Days After Firing, Rams Equipment Manager Sits Down with RFT to Reflect

Jan 12, 2011 at 6:00 am

Last Friday, Rams equipment manager Todd Hewitt arrived to the team's Earth City complex at 5:50 a.m. -- 20 minutes late by his standards. It'd been a long week. The previous Sunday the Rams had dropped their season-ending game to the Seahawks, losing their bid to the playoffs. Hewitt had spent the next four days getting to work early so he could wash the final loads of laundry, strip down the locker room and help players prepare for their exit physicals. That Friday morning he was about to begin taking inventory for next season when he received a 7 a.m. call from head coach Steve Spagnuolo summoning him to his office.

Since Spagnuolo joined the team at the start of the 2009 season, he and Hewitt never warmed to each other; Spagnuolo had earned a reputation as a control freak, and it's possible he resented Hewitt's close relationship with the players. Hewitt, of course, was a Rams fixture, having served 10 different head coaches since 1978. He'd been appointed equipment manager in 1986, succeeding his father, the late Don Hewitt, who'd held the position since 1967.

When Hewitt entered Spagnuolo's office on Friday, he took a seat. But the head coach remained standing. General manager Billy Devaney hovered nearby.

Moments later, Hewitt experienced something he'd never anticipated in his 32-year career. He was fired.

"[Spagnuolo] said, 'There's no sense prolonging this. We're not going to bring you back,'" recalls Hewitt during an interview with Daily RFT at his Ballwin home.

It was a firing, pure and simple. No explanation. No negotiation. Not even a deftly crafted message by the team's spokesman along the lines of "Todd has decided he wants to spend more time with his family." The conversation lasted three minutes. Hewitt had until the end of the day to clear out his office; his request to do so over the weekend was denied. With the wind knocked out of him, Hewitt called his wife, who woke his three sons; they arrived at the complex in a moving truck. A security guard stood watch to make sure Hewitt didn't depart with anything that didn't belong to him.

In just one morning it had come to this: The man who'd spent more years with the Rams than anyone else since the '70s -- who joined the organizational family in 1967 as a ten-year-old ball boy, who screwed the face masks onto the helmets of Jack Youngblood, Eric Dickerson and Marshall Faulk, who in 1997 earned the NFL's Equipment Manager of the Year Award, who helped usher the team into a new city, fourteen playoff appearances and three Super Bowls -- was consigned to shuttling boxes into a moving truck in the freezing cold, as the clock ticked and a security guard stood watch.

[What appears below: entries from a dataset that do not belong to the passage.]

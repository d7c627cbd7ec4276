//! `RLEBitVec`: a run-length encoded bit vector, efficient when the bit
//! sequence consists of long runs of identical bits. Stores only the
//! boundaries between 0-runs and 1-runs (in `z`) and between complete
//! 01-runs (in `zo`), each as a [`SparseBitVec`] over virtual run-end
//! positions, and derives rank/select arithmetically from those two
//! encodings rather than storing the bits themselves.
//!
//! Does not support multiplicity: every 1-bit position is distinct.

use crate::bits::partition_point;
use crate::bitvec::sparse::SparseBitVecBuilder;
use crate::bitvec::{BitVec, BitVecBuilder};
use std::collections::HashSet;

#[derive(Clone)]
pub struct RLEBitVecBuilder {
    universe_size: u32,
    ones: HashSet<u32>,
}

impl BitVecBuilder for RLEBitVecBuilder {
    type Target = RLEBitVec;
    type Options = ();

    fn new(universe_size: u32) -> Self {
        Self {
            universe_size,
            ones: HashSet::new(),
        }
    }

    fn one_count(&mut self, bit_index: u32, count: u32) {
        assert!(bit_index < self.universe_size);
        assert!(count <= 1, "RLEBitVec does not support multiplicity");
        if count == 1 {
            self.ones.insert(bit_index);
        }
    }

    fn build_with_options(self, _options: Self::Options) -> RLEBitVec {
        let universe_size = self.universe_size;
        let mut ones: Vec<u32> = self.ones.into_iter().collect();
        ones.sort_unstable();
        let mut builder = RLERunBuilder::new();
        let mut prev = u32::MAX;
        for cur in ones {
            let num_preceding_zeros = cur.wrapping_sub(prev) - 1;
            builder.run(num_preceding_zeros, 1);
            prev = cur;
        }
        // Pad out with any trailing zeros.
        let num_zeros = universe_size.wrapping_sub(prev) - 1;
        builder.run(num_zeros, 0);
        builder.build()
    }
}

/// Accumulates alternating zero/one run lengths into the `z`/`zo` virtual
/// position arrays that back an `RLEBitVec`. Adjacent runs of the same
/// kind (all-zero or all-one) are coalesced so that one logical run of
/// zeros followed by ones ends up as a single entry, matching the
/// definition that every stored run ends with a (possibly empty) run of
/// ones.
struct RLERunBuilder {
    z: Vec<u32>,
    zo: Vec<u32>,
    num_zeros: u32,
    num_ones: u32,
}

impl RLERunBuilder {
    fn new() -> Self {
        Self {
            z: Vec::new(),
            zo: Vec::new(),
            num_zeros: 0,
            num_ones: 0,
        }
    }

    fn run(&mut self, num_zeros: u32, num_ones: u32) {
        if num_zeros == 0 && num_ones == 0 {
            return;
        }
        let len = self.z.len();
        self.num_zeros += num_zeros;
        self.num_ones += num_ones;
        if num_zeros == 0 && len > 0 {
            // All-ones run: coalesce with the previous run, since every
            // stored run already ends with a run of ones.
            *self.zo.last_mut().unwrap() += num_ones;
        } else if num_ones == 0 && self.last_block_contains_only_zeros() {
            // All-zeros run, and the previous run was itself all zeros:
            // coalesce rather than starting a new (empty) ones run.
            *self.z.last_mut().unwrap() += num_zeros;
            *self.zo.last_mut().unwrap() += num_zeros;
        } else {
            self.z.push(self.num_zeros);
            self.zo.push(self.num_zeros + self.num_ones);
        }
    }

    fn last_block_contains_only_zeros(&self) -> bool {
        let len = self.z.len();
        match len {
            0 => false,
            1 => self.z[0] == self.zo[0],
            _ => {
                let last_block_length = self.zo[len - 1] - self.zo[len - 2];
                let last_block_num_zeros = self.z[len - 1] - self.z[len - 2];
                last_block_length == last_block_num_zeros
            }
        }
    }

    fn build(self) -> RLEBitVec {
        // The +1 is needed because the marker in z/zo comes at the position
        // just after the zeros/01-run it counts.
        RLEBitVec {
            z: SparseBitVecBuilder::from_ones(self.num_zeros + 1, &self.z),
            zo: SparseBitVecBuilder::from_ones(self.num_zeros + self.num_ones + 1, &self.zo),
            num_zeros: self.num_zeros,
            num_ones: self.num_ones,
        }
    }
}

#[derive(Clone)]
pub struct RLEBitVec {
    z: crate::bitvec::sparse::SparseBitVec,
    zo: crate::bitvec::sparse::SparseBitVec,
    num_zeros: u32,
    num_ones: u32,
}

impl BitVec for RLEBitVec {
    fn rank1(&self, bit_index: u32) -> u32 {
        if bit_index >= self.universe_size() {
            return self.num_ones;
        }

        // Number of complete 01-runs up to the virtual index `bit_index`.
        let j = self.zo.rank1(bit_index);

        // Number of zeros including the j-th block.
        let num_cumulative_zeros = self.z.select1(j);

        // Number of zeros preceding the j-th block. `j.wrapping_sub(1)`
        // relies on bit_index never reaching u32::MAX, since universe_size
        // fits in a u32.
        let num_preceding_zeros = self.z.try_select1(j.wrapping_sub(1)).unwrap_or(0);

        // Number of zeros in the j-th block.
        let num_zeros = num_cumulative_zeros - num_preceding_zeros;

        // Start index of the j-th block.
        let block_start = self.zo.try_select1(j.wrapping_sub(1)).unwrap_or(0);

        // Number of ones preceding the j-th block.
        let num_preceding_ones = block_start - num_preceding_zeros;

        // Start index of ones within the j-th block.
        let ones_start = block_start + num_zeros;

        let adjustment = bit_index.saturating_sub(ones_start);

        num_preceding_ones + adjustment
    }

    fn try_select1(&self, n: u32) -> Option<u32> {
        if n >= self.num_ones {
            return None;
        }

        // The n-th one is in the j-th 01-block.
        let j = partition_point(self.z.num_ones() as usize, |i| {
            let i = i as u32;
            self.zo.select1(i) - self.z.select1(i) <= n
        }) as u32;

        // Number of zeros up to and including the j-th block.
        let num_cumulative_zeros = self.z.select1(j);

        Some(num_cumulative_zeros + n)
    }

    fn try_select0(&self, n: u32) -> Option<u32> {
        if n >= self.num_zeros {
            return None;
        }

        // The n-th zero is in the j-th 01-block.
        let j = self.z.rank1(n + 1);

        if j == 0 {
            return Some(n);
        }

        // Start index of the j-th 01-block.
        let block_start = self.zo.select1(j - 1);

        // Number of zeros preceding the j-th 01-block.
        let num_preceding_zeros = self.z.select1(j - 1);

        Some(block_start + (n - num_preceding_zeros))
    }

    fn universe_size(&self) -> u32 {
        self.num_zeros + self.num_ones
    }

    fn num_ones(&self) -> u32 {
        self.num_ones
    }

    fn num_unique_ones(&self) -> u32 {
        self.num_ones
    }
}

Last week the team also decided to let go of assistant strength coach Chuck Faucette. Shortly after Hewitt's firing, a statement attributed to Spagnuolo went out to the media: "We have decided not to retain Todd Hewitt and Chuck Faucette going forward in 2011. We appreciate their efforts in the past and wish them well in the future."

Now, after five days, the 54-year-old Hewitt has had time to unpack some of his boxes and emotions. Sitting on his couch in jeans and sneakers, he described the way the firing went down.